Hyperspectral Imaging for the Detection of Glioblastoma Tumor Cells in H&E Slides Using Convolutional Neural Networks
Samuel Ortega,
Martin Halicek,
Himar Fabelo,
Rafael Camacho,
María de la Luz Plaza,
Fred Godtliebsen,
Gustavo M. Callicó,
Baowei Fei
Affiliations
Samuel Ortega
Quantitative Bioimaging Laboratory, Department of Bioengineering, The University of Texas at Dallas, Richardson, TX 75080, USA
Martin Halicek
Quantitative Bioimaging Laboratory, Department of Bioengineering, The University of Texas at Dallas, Richardson, TX 75080, USA
Himar Fabelo
Institute for Applied Microelectronics (IUMA), University of Las Palmas de Gran Canaria (ULPGC), 35017 Las Palmas de Gran Canaria, Spain
Rafael Camacho
Department of Pathological Anatomy, University Hospital Doctor Negrin of Gran Canaria, Barranco de la Ballena s/n, 35010 Las Palmas de Gran Canaria, Spain
María de la Luz Plaza
Department of Pathological Anatomy, University Hospital Doctor Negrin of Gran Canaria, Barranco de la Ballena s/n, 35010 Las Palmas de Gran Canaria, Spain
Fred Godtliebsen
Department of Mathematics and Statistics, UiT The Artic, University of Norway, Hansine Hansens veg 18, 9019 Tromsø, Norway
Gustavo M. Callicó
Institute for Applied Microelectronics (IUMA), University of Las Palmas de Gran Canaria (ULPGC), 35017 Las Palmas de Gran Canaria, Spain
Baowei Fei
Quantitative Bioimaging Laboratory, Department of Bioengineering, The University of Texas at Dallas, Richardson, TX 75080, USA
Hyperspectral imaging (HSI) technology has demonstrated potential to provide useful information about the chemical composition of tissue and its morphological features in a single image modality.
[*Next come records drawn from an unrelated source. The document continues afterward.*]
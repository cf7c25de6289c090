//! Customer business logic - registration, search, edits, deletion and document uploads.
//!
//! Document images are pushed to the configured [`ObjectStore`] and only their public
//! URLs are written back onto the customer row.

use crate::{
    entities::{Customer, Rental, customer, rental},
    errors::{Error, Result},
    storage::{ObjectStore, content_type_for},
};
use sea_orm::{PaginatorTrait, QueryOrder, Set, prelude::*};

/// Editable fields of a customer.
#[derive(Debug, Clone, PartialEq, Eq)]
pub struct CustomerInput {
    /// Full legal name
    pub full_name: String,
    /// CPF document number
    pub document_cpf: String,
    /// Contact phone
    pub phone: String,
    /// Optional e-mail
    pub email: Option<String>,
    /// Optional address
    pub address: Option<String>,
}

impl CustomerInput {
    fn validate(&self) -> Result<()> {
        if self.full_name.trim().is_empty() {
            return Err(Error::validation("Customer name cannot be empty"));
        }
        if self.document_cpf.trim().is_empty() {
            return Err(Error::validation("Customer CPF cannot be empty"));
        }
        if self.phone.trim().is_empty() {
            return Err(Error::validation("Customer phone cannot be empty"));
        }
        Ok(())
    }
}

/// Which uploaded document a file is.
#[derive(Debug, Clone, Copy, PartialEq, Eq)]
pub enum DocumentKind {
    /// Driver's license (CNH)
    Cnh,
    /// Proof of residence
    Residence,
}

impl DocumentKind {
    /// Tag used inside the object path
    #[must_use]
    pub const fn tag(self) -> &'static str {
        match self {
            Self::Cnh => "cnh",
            Self::Residence => "residence",
        }
    }

    /// Display label
    #[must_use]
    pub const fn label(self) -> &'static str {
        match self {
            Self::Cnh => "CNH",
            Self::Residence => "Comprovante de residência",
        }
    }
}

fn non_empty(value: Option<String>) -> Option<String> {
    value
        .map(|v| v.trim().to_string())
        .filter(|v| !v.is_empty())
}

/// Registers a new customer.
pub async fn create_customer(
    db: &DatabaseConnection,
    input: CustomerInput,
) -> Result<customer::Model> {
    input.validate()?;

    let customer = customer::ActiveModel {
        full_name: Set(input.full_name.trim().to_string()),
        document_cpf: Set(input.document_cpf.trim().to_string()),
        phone: Set(input.phone.trim().to_string()),
        email: Set(non_empty(input.email)),
        address: Set(non_empty(input.address)),
        cnh_image_url: Set(None),
        residence_proof_url: Set(None),
        created_at: Set(chrono::Utc::now()),
        ..Default::default()
    };

    let result = customer.insert(db).await?;
    tracing::info!(customer_id = result.id, "Customer registered");
    Ok(result)
}

/// Lists every customer alphabetically by name.
pub async fn list_customers(db: &DatabaseConnection) -> Result<Vec<customer::Model>> {
    Customer::find()
        .order_by_asc(customer::Column::FullName)
        .all(db)
        .await
        .map_err(Into::into)
}

/// Finds a customer by primary key.
pub async fn get_customer_by_id(
    db: &DatabaseConnection,
    customer_id: i64,
) -> Result<Option<customer::Model>> {
    Customer::find_by_id(customer_id)
        .one(db)
        .await
        .map_err(Into::into)
}

/// Replaces the contact fields of a customer. Document URLs are kept.
pub async fn update_customer(
    db: &DatabaseConnection,
    customer_id: i64,
    input: CustomerInput,
) -> Result<customer::Model> {
    input.validate()?;

    let existing = Customer::find_by_id(customer_id)
        .one(db)
        .await?
        .ok_or_else(|| Error::not_found("customer", customer_id))?;

    let mut customer: customer::ActiveModel = existing.into();
    customer.full_name = Set(input.full_name.trim().to_string());
    customer.document_cpf = Set(input.document_cpf.trim().to_string());
    customer.phone = Set(input.phone.trim().to_string());
    customer.email = Set(non_empty(input.email));
    customer.address = Set(non_empty(input.address));

    customer.update(db).await.map_err(Into::into)
}

/// Deletes a customer that has no rentals.
///
/// Customers with contracts on record are kept; the error names the rental count.
pub async fn delete_customer(db: &DatabaseConnection, customer_id: i64) -> Result<()> {
    let customer = Customer::find_by_id(customer_id)
        .one(db)
        .await?
        .ok_or_else(|| Error::not_found("customer", customer_id))?;

    let rentals = Rental::find()
        .filter(rental::Column::CustomerId.eq(customer_id))
        .count(db)
        .await?;

    if rentals > 0 {
        return Err(Error::InUse {
            entity: "customer",
            key: customer.full_name,
            dependents: format!("{rentals} rental contract(s)"),
        });
    }

    customer.delete(db).await?;
    tracing::info!(customer_id, "Customer deleted");
    Ok(())
}

/// Filters customers whose name contains the term (case-insensitive) or whose CPF contains it.
#[must_use]
pub fn filter_customers(customers: &[customer::Model], term: &str) -> Vec<customer::Model> {
    let term = term.trim();
    let lowered = term.to_lowercase();

    customers
        .iter()
        .filter(|c| c.full_name.to_lowercase().contains(&lowered) || c.document_cpf.contains(term))
        .cloned()
        .collect()
}

/// Builds the object path for an uploaded document.
///
/// Shape: `documents/<customer_id>_<kind>_<nonce>.<ext>`, where the extension is whatever
/// follows the last `.` of the original file name (`bin` when there is none).
#[must_use]
pub fn document_object_path(customer_id: i64, kind: DocumentKind, file_name: &str, nonce: i64) -> String {
    let extension = file_name
        .rsplit_once('.')
        .map(|(_, ext)| ext)
        .filter(|ext| !ext.is_empty())
        .unwrap_or("bin");
    format!("documents/{customer_id}_{}_{nonce}.{extension}", kind.tag())
}

/// Uploads a document image and stores its public URL on the customer.
pub async fn attach_document(
    db: &DatabaseConnection,
    store: &dyn ObjectStore,
    customer_id: i64,
    kind: DocumentKind,
    file_name: &str,
    bytes: Vec<u8>,
) -> Result<customer::Model> {
    let existing = Customer::find_by_id(customer_id)
        .one(db)
        .await?
        .ok_or_else(|| Error::not_found("customer", customer_id))?;

    let nonce = chrono::Utc::now().timestamp_micros();
    let path = document_object_path(customer_id, kind, file_name, nonce);
    store.upload(&path, bytes, &content_type_for(&path)).await?;
    let public_url = store.public_url(&path);
    tracing::info!(customer_id, kind = kind.tag(), %path, "Customer document uploaded");

    let mut customer: customer::ActiveModel = existing.into();
    match kind {
        DocumentKind::Cnh => customer.cnh_image_url = Set(Some(public_url)),
        DocumentKind::Residence => customer.residence_proof_url = Set(Some(public_url)),
    }

    customer.update(db).await.map_err(Into::into)
}

#[cfg(test)]
mod tests {
    #![allow(clippy::unwrap_used)]
    use super::*;
    use crate::storage::LocalObjectStore;
    use crate::test_utils::*;

    #[tokio::test]
    async fn test_create_customer_validation() -> Result<()> {
        let db = setup_test_db().await?;

        let mut input = customer_input("Maria");
        input.document_cpf = String::new();
        assert!(matches!(
            create_customer(&db, input).await.unwrap_err(),
            Error::Validation { .. }
        ));

        let mut input = customer_input("Maria");
        input.phone = "   ".to_string();
        assert!(create_customer(&db, input).await.is_err());

        Ok(())
    }

    #[tokio::test]
    async fn test_create_customer_blank_optionals_become_none() -> Result<()> {
        let db = setup_test_db().await?;

        let mut input = customer_input("Maria Souza");
        input.email = Some("  ".to_string());
        input.address = Some("Rua A, 10".to_string());
        let customer = create_customer(&db, input).await?;

        assert_eq!(customer.email, None);
        assert_eq!(customer.address.as_deref(), Some("Rua A, 10"));
        Ok(())
    }

    #[tokio::test]
    async fn test_list_customers_alphabetical() -> Result<()> {
        let db = setup_test_db().await?;
        create_test_customer(&db, "Carlos").await?;
        create_test_customer(&db, "Ana").await?;
        create_test_customer(&db, "Bruno").await?;

        let names: Vec<String> = list_customers(&db)
            .await?
            .into_iter()
            .map(|c| c.full_name)
            .collect();
        assert_eq!(names, vec!["Ana", "Bruno", "Carlos"]);
        Ok(())
    }

    #[tokio::test]
    async fn test_update_customer() -> Result<()> {
        let db = setup_test_db().await?;
        let customer = create_test_customer(&db, "Ana").await?;

        let mut input = customer_input("Ana Paula");
        input.phone = "(11) 98888-7777".to_string();
        let updated = update_customer(&db, customer.id, input).await?;
        assert_eq!(updated.full_name, "Ana Paula");
        assert_eq!(updated.phone, "(11) 98888-7777");

        assert!(matches!(
            update_customer(&db, 999, customer_input("X")).await.unwrap_err(),
            Error::NotFound { entity: "customer", .. }
        ));
        Ok(())
    }

    #[tokio::test]
    async fn test_delete_customer_with_rental_is_refused() -> Result<()> {
        let (db, customer, car) = setup_with_customer_and_car().await?;
        create_test_rental(&db, customer.id, car.id).await?;

        let err = delete_customer(&db, customer.id).await.unwrap_err();
        assert!(matches!(err, Error::InUse { entity: "customer", .. }));
        assert!(err.to_string().contains("rental"));

        // Row is still there
        assert!(get_customer_by_id(&db, customer.id).await?.is_some());
        Ok(())
    }

    #[tokio::test]
    async fn test_delete_customer_without_rentals() -> Result<()> {
        let db = setup_test_db().await?;
        let customer = create_test_customer(&db, "Ana").await?;

        delete_customer(&db, customer.id).await?;
        assert!(get_customer_by_id(&db, customer.id).await?.is_none());
        Ok(())
    }

    #[test]
    fn test_filter_customers_by_name_or_cpf() {
        let now = chrono::Utc::now();
        let make = |id, name: &str, cpf: &str| customer::Model {
            id,
            full_name: name.to_string(),
            document_cpf: cpf.to_string(),
            phone: "11999990000".to_string(),
            email: None,
            address: None,
            cnh_image_url: None,
            residence_proof_url: None,
            created_at: now,
        };
        let customers = vec![
            make(1, "João Silva", "123.456.789-00"),
            make(2, "Maria Souza", "987.654.321-00"),
        ];

        assert_eq!(filter_customers(&customers, "joão")[0].id, 1);
        assert_eq!(filter_customers(&customers, "987.654")[0].id, 2);
        assert_eq!(filter_customers(&customers, "").len(), 2);
        assert!(filter_customers(&customers, "pedro").is_empty());
    }

    #[test]
    fn test_document_object_path() {
        assert_eq!(
            document_object_path(7, DocumentKind::Cnh, "foto.cnh.JPG", 42),
            "documents/7_cnh_42.JPG"
        );
        assert_eq!(
            document_object_path(7, DocumentKind::Residence, "scan", 1),
            "documents/7_residence_1.bin"
        );
    }

    #[tokio::test]
    async fn test_attach_document_writes_public_url() -> Result<()> {
        let db = setup_test_db().await?;
        let customer = create_test_customer(&db, "Ana").await?;
        let root = std::env::temp_dir().join(format!(
            "fleet-desk-docs-{}",
            chrono::Utc::now().timestamp_nanos_opt().unwrap_or_default()
        ));
        let store = LocalObjectStore::new(root.clone(), "https://files.example/docs");

        let updated = attach_document(
            &db,
            &store,
            customer.id,
            DocumentKind::Cnh,
            "cnh.png",
            vec![1, 2, 3],
        )
        .await?;

        let url = updated.cnh_image_url.unwrap();
        assert!(url.starts_with(&format!("https://files.example/docs/documents/{}_cnh_", customer.id)));
        assert!(url.ends_with(".png"));
        assert!(updated.residence_proof_url.is_none());

        let path = url.trim_start_matches("https://files.example/docs/");
        assert_eq!(std::fs::read(root.join(path))?, vec![1, 2, 3]);

        std::fs::remove_dir_all(root)?;
        Ok(())
    }
}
Deep learning (DL) techniques have demonstrated the ability of automatic feature extraction from data for a successful classification. In this study, we exploit HSI and DL for the automatic differentiation of glioblastoma (GB) and non-tumor tissue on hematoxylin and eosin (H&E) stained histological slides of human brain tissue. GB detection is a challenging application, showing high heterogeneity in the cellular morphology across different patients. We employed an HSI microscope, with a spectral range from 400 to 1000 nm, to collect 517 HS cubes from 13 GB patients using 20× magnification. Using a convolutional neural network (CNN), we were able to automatically detect GB within the pathological slides, achieving average sensitivity and specificity values of 88% and 77%, respectively, representing an improvement of 7% and 8% respectively, as compared to the results obtained using RGB (red, green, and blue) images. This study demonstrates that the combination of hyperspectral microscopic imaging and deep learning is a promising tool for future computational pathologies.